Reproduce the opening lines of the records exactly, please, stopping after the line that contains "and must use".

══════════════════════════════

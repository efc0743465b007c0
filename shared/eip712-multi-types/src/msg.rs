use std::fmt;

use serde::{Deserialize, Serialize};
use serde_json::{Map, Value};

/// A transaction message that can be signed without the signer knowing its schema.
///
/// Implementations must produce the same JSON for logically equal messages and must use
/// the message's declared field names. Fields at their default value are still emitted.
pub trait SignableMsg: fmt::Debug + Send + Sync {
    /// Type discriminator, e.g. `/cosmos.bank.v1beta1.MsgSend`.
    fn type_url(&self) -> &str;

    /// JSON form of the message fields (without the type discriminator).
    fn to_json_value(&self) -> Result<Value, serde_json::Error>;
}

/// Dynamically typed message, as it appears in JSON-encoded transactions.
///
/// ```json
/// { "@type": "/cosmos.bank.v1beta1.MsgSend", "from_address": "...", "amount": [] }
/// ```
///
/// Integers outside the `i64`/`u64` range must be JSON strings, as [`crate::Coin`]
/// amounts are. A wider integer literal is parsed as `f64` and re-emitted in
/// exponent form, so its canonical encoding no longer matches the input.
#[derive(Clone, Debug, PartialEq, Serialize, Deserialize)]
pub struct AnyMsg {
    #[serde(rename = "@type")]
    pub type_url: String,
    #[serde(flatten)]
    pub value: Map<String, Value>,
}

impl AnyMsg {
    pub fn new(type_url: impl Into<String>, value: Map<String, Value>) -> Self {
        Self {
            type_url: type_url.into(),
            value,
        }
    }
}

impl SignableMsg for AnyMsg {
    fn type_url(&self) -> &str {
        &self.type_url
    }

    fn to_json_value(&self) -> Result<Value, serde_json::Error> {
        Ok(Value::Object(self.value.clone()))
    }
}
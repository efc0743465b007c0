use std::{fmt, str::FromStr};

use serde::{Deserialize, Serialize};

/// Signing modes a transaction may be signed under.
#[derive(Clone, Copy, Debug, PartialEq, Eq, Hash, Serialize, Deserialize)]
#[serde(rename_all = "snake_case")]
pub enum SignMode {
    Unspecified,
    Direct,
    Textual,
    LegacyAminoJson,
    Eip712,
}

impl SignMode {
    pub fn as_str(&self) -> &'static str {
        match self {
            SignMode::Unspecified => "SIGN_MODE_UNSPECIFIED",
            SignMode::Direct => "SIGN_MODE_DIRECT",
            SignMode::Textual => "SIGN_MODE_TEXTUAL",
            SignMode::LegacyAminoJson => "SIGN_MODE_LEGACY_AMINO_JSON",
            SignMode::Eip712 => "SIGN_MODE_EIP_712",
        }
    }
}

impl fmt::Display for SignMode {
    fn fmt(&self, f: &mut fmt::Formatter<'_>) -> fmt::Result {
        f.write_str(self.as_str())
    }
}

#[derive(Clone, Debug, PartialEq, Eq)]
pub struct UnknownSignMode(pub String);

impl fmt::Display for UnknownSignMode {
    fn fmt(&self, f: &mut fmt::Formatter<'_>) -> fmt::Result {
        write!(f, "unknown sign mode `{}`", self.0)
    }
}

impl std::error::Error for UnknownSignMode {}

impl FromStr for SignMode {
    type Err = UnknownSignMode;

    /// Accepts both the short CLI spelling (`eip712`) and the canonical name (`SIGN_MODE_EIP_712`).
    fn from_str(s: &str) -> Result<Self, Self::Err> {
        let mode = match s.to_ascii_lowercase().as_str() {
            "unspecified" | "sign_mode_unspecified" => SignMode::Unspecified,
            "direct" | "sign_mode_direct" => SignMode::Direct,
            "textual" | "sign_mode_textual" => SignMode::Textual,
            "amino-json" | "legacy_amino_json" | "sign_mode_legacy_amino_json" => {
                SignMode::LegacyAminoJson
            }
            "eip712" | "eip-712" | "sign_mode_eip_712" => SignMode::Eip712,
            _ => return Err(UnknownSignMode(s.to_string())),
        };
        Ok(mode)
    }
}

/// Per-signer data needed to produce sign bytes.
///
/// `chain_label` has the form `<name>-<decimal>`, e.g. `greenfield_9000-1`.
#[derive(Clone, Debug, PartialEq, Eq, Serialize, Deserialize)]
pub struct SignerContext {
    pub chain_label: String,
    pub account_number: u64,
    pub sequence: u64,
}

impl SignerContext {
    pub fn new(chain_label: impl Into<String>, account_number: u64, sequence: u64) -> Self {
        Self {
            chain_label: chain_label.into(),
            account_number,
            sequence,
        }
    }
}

══════════════════════════════

▸ Result of this task
repository efc0743465b007c0
filename shared/eip712-multi-types/src/msg.rs
use std::fmt;

use serde::{Deserialize, Serialize};
use serde_json::{Map, Value};

/// A transaction message that can be signed without the signer knowing its schema.
///
/// Implementations must produce the same JSON for logically equal messages and must use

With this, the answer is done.